Material provided:
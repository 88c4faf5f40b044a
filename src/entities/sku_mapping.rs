use chrono::{DateTime, Utc};
use rust_decimal::Decimal;
use sea_orm::entity::prelude::*;
use serde::{Deserialize, Serialize};
use uuid::Uuid;

/// Per-supplier SKU translation row, unique on `(internal_sku, supplier_id)`.
///
/// A row is visible to routing only when `is_available` is true and
/// `sync_status` is "active"; any other combination is treated as "no route"
/// even though the raw translation still resolves.
#[derive(Clone, Debug, PartialEq, DeriveEntityModel, Serialize, Deserialize)]
#[sea_orm(table_name = "sku_mappings")]
pub struct Model {
    #[sea_orm(primary_key, auto_increment = false)]
    pub id: Uuid,
    pub internal_sku: String,
    pub supplier_id: Uuid,
    pub supplier_sku: String,
    pub cost: Decimal,
    pub is_available: bool,
    pub stock_quantity: i32,
    pub sync_status: String,
    pub last_synced_at: Option<DateTime<Utc>>,
}

pub const SYNC_STATUS_ACTIVE: &str = "active";

#[derive(Copy, Clone, Debug, EnumIter, DeriveRelation)]
pub enum Relation {
    #[sea_orm(
        belongs_to = "super::supplier::Entity",
        from = "Column::SupplierId",
        to = "super::supplier::Column::Id"
    )]
    Supplier,
}

impl Related<super::supplier::Entity> for Entity {
    fn to() -> RelationDef {
        Relation::Supplier.def()
    }
}

impl ActiveModelBehavior for ActiveModel {}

Instructions for the task:
Take the records above and return, word for word, only the lines that fall from the line with "pub enum Relation" to the line with "fn to() -> RelationDef", both of them included.

Response to this task:
pub enum Relation {
    #[sea_orm(
        belongs_to = "super::supplier::Entity",
        from = "Column::SupplierId",
        to = "super::supplier::Column::Id"
    )]
    Supplier,
}

impl Related<super::supplier::Entity> for Entity {
    fn to() -> RelationDef {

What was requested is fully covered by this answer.